Quick update - I’ve learned a lot more about Direct2D and DXGI multithreading and realized I needed to rework how the message thread and the render thread work together. I’ve also spent quite a bit of time profiling (thumbs up for Intel Vtune) and making performance improvements.

Windows 10 is running well, but I’m still seeing occasional stutters on Windows 11 that have stumped me. I suspect it’s because of this:

https://learn.microsoft.com/en-us/windows/win32/direct3darticles/dxgi-best-practices#multithreading-and-dxgi

I’ve got a couple of potential solutions. Stay tuned.

Matt

6 Likes

Quick update - I’ve been stuck on two multi-threading issues for the last several weeks. I think I’ve found solutions to both of them, but I’ve had to do some significant refactoring.

My plan was to have the render thread and the message thread run in parallel at full speed; the render thread would be drawing and presenting one frame while the message thread prepares the next. But - Direct2D factories have an internal lock that must be locked while accessing the factory or presenting the swap chain. That essentially makes the whole thing single-threaded.

Direct2D multithreading

So - don’t access Direct2D or DXGI on the message thread and instead queue up a list of drawing commands on the message thread and push a frame’s worth of commands over to the render thread.

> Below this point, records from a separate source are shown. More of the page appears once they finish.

#[cfg(test)]
mod tests {
    use super::*;
    use crate::arch::{LabelRef, Pair, Reg};

    fn reg(number: u8) -> Operand {
        Operand::Reg(Reg::new(number).unwrap())
    }

    fn pair(low: u8) -> Operand {
        Operand::Pair(Pair::new(Reg::new(low).unwrap()).unwrap())
    }

    fn single(mnemonic: Mnemonic, operands: &[Operand]) -> u16 {
        match encode(mnemonic, operands).unwrap() {
            Encoding::Single(word) => word,
            Encoding::Double(..) => panic!("{} encoded as two words", mnemonic),
        }
    }

    #[test]
    fn fixed_opcodes() {
        assert_eq!(single(Mnemonic::Nop, &[]), 0x0000);
        assert_eq!(single(Mnemonic::Ret, &[]), 0x9508);
        assert_eq!(single(Mnemonic::Ijmp, &[]), 0x9409);
        assert_eq!(single(Mnemonic::Sei, &[]), 0x9478);
        assert_eq!(single(Mnemonic::Reti, &[]), 0x9518);
    }

    #[test]
    fn register_forms() {
        assert_eq!(single(Mnemonic::Mov, &[reg(1), reg(2)]), 0x2c12);
        assert_eq!(single(Mnemonic::Add, &[reg(31), reg(31)]), 0x0fff);
        assert_eq!(single(Mnemonic::Clr, &[reg(1)]), 0x2411);
        assert_eq!(single(Mnemonic::Tst, &[reg(20)]), 0x2344);
        assert_eq!(single(Mnemonic::Inc, &[reg(25)]), 0x9593);
        assert_eq!(single(Mnemonic::Push, &[reg(1)]), 0x921f);
    }

    #[test]
    fn immediates() {
        assert_eq!(single(Mnemonic::Ldi, &[reg(16), 0x12.into()]), 0xe102);
        assert_eq!(single(Mnemonic::Ldi, &[reg(30), 0xff.into()]), 0xefef);
        assert_eq!(single(Mnemonic::Ldi, &[reg(16), (-1).into()]), 0xef0f);
        assert_eq!(single(Mnemonic::Cbr, &[reg(23), 16.into()]), 0x7e7f);
        assert_eq!(single(Mnemonic::Subi, &[reg(30), 160.into()]), 0x5ae0);
    }

    #[test]
    fn aliases_share_encoding() {
        assert_eq!(
            single(Mnemonic::Lsl, &[reg(7)]),
            single(Mnemonic::Add, &[reg(7), reg(7)])
        );

        assert_eq!(
            single(Mnemonic::Sbr, &[reg(20), 4.into()]),
            single(Mnemonic::Ori, &[reg(20), 4.into()])
        );
    }

    #[test]
    fn jumps_and_branches() {
        assert_eq!(single(Mnemonic::Rjmp, &[(-1).into()]), 0xcfff);
        assert_eq!(single(Mnemonic::Rjmp, &[(-4).into()]), 0xcffc);
        assert_eq!(single(Mnemonic::Breq, &[(-2).into()]), 0xf3f1);
        assert_eq!(single(Mnemonic::Brbs, &[0.into(), 3.into()]), 0xf018);

        assert_eq!(
            encode(Mnemonic::Jmp, &[0x12345.into()]),
            Ok(Encoding::Double(0x940d, 0x2345))
        );
    }

    #[test]
    fn word_pairs() {
        assert_eq!(single(Mnemonic::Adiw, &[pair(30), 10.into()]), 0x963a);
        assert_eq!(single(Mnemonic::Sbiw, &[pair(24), 1.into()]), 0x9701);
        assert_eq!(single(Mnemonic::Movw, &[pair(24), pair(16)]), 0x01c8);

        assert!(matches!(
            encode(Mnemonic::Adiw, &[pair(22), 1.into()]),
            Err(EncodingError::WordPairExpected(..))
        ));
    }

    #[test]
    fn io_and_memory() {
        assert_eq!(single(Mnemonic::In, &[reg(16), 19.into()]), 0xb303);
        assert_eq!(single(Mnemonic::Out, &[41.into(), reg(24)]), 0xbd89);
        assert_eq!(single(Mnemonic::Sbic, &[14.into(), 7.into()]), 0x9977);
        assert_eq!(
            single(
                Mnemonic::Lpm,
                &[reg(26), Operand::Pointer(Pointer::PostIncrement(Base::Z))]
            ),
            0x91a5
        );

        assert_eq!(single(Mnemonic::Lpm, &[]), 0x95c8);
        assert_eq!(
            single(Mnemonic::Std, &[Operand::Displaced(Base::Y, 63), reg(0)]),
            0xae0f
        );

        assert_eq!(
            encode(Mnemonic::Sts, &[96.into(), reg(30)]),
            Ok(Encoding::Double(0x93e0, 0x0060))
        );
    }

    #[test]
    fn range_errors() {
        let error = encode(Mnemonic::Ldi, &[reg(16), 256.into()]).unwrap_err();
        assert_eq!(
            error.to_string(),
            "ldi: Operand out of range (-128 <= x <= 255): 256"
        );

        assert!(matches!(
            encode(Mnemonic::Cbi, &[40.into(), 1.into()]),
            Err(EncodingError::OutOfRange { max: 31, .. })
        ));

        assert!(matches!(
            encode(Mnemonic::Nop, &[reg(1)]),
            Err(EncodingError::WrongArity(Mnemonic::Nop, 1))
        ));
    }

    #[test]
    fn symbols_need_resolution() {
        let label = Operand::Label(LabelRef::global("main".into()));
        assert!(check(Mnemonic::Rjmp, &[label.clone()]).is_ok());
        assert!(matches!(
            encode(Mnemonic::Rjmp, &[label]),
            Err(EncodingError::Unresolved(..))
        ));
    }

    #[test]
    fn mnemonic_names() {
        assert_eq!("LDI".parse(), Ok(Mnemonic::Ldi));
        assert_eq!("brSh".parse(), Ok(Mnemonic::Brsh));
        assert_eq!("foo".parse::<Mnemonic>(), Err(()));
        assert_eq!(Mnemonic::Sts.size(), 4);
    }
}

That’s fine - but I kept seeing annoying spikes where most frames would render very quickly (3 ms or so) with spikes up to 12 ms or more. This has been driving me crazy.

Turns out that the DXGI swap chain will sometimes make a synchronous call to the message thread of the window being painted, meaning that drawing and presenting will stall until the message thread responds. This is very annoying. The JUCE message thread has a lot going on and can get saturated, especially if it’s busy taking a few milliseconds to prepare the next frame, which in turn hiccups the render thread.

DXGI multithreading

The only real solution I can see is to have a separate message loop on a separate thread that is dedicated to Direct2D and will always respond immediately. That separate message loop is dedicated to a child window that covers the main window entirely and is just used for D2D rendering.

The good news is that all seems to work just fine and solves the two performance issues. I’m still putting it all back together.

Multithreading is aggravating.

Matt

8 Likes

Hi everyone-

It’s been quite a journey with plenty of blind alleys and false starts, but I believe I have something that is feature-complete and works well.

https://github.com/mattgonzalez/JUCE/tree/direct2d

Window resizing works, DPI scaling works, transparent windows work, VBlankAttachment works again, and I’ve made lots of internal optimizations and improvements.

I’ve also instrumented everything with ETW event tracing.

Just define JUCE_DIRECT2D=1 in your application and enable Direct2D in your main window constructor and you’re good to go; Direct2D mode is still off by default.

MainWindow (const juce::String& name, juce::Component* c, juce::JUCEApplication& a)
    : DocumentWindow (name, juce::Colours::black, juce::DocumentWindow::allButtons),
      app (a)
{
    setUsingNativeTitleBar (false);
    setOpaque (true);
    setAlpha((float) 1.0f);
    setContentOwned (c, true);
    setDropShadowEnabled (false);

    setResizable (true, false);
    centreWithSize(getWidth(), getHeight());

#if JUCE_DIRECT2D
    if (auto peer = getPeer())
    {
        //
        // Enable Direct2D
        //
        peer->setCurrentRenderingEngine (1);
#endif
    }

    setVisible (true);
}

I’ll post a technical writeup and put together some example apps.

Matt

6 Likes

As far as known issues - I’m still seeing some hitching on my Windows 11 machine that I’d like to sort out.

You also may run into performance issues with multiple windows open at once from the same app. This will probably require some sort of central dispatcher that integrates the JUCE VBlank thread and waiting for the swap chains for each window.

Matt

1 Like

This feels like the right time for me to give this a test. I have seen hitching on Windows using stock engine (in the built-in component AudioVisualiserComponent, as used in the AudioLatencyDemo in the DemoRunner), so I want to have an alternative back end to dig deeper and try to understand why it is stuttering.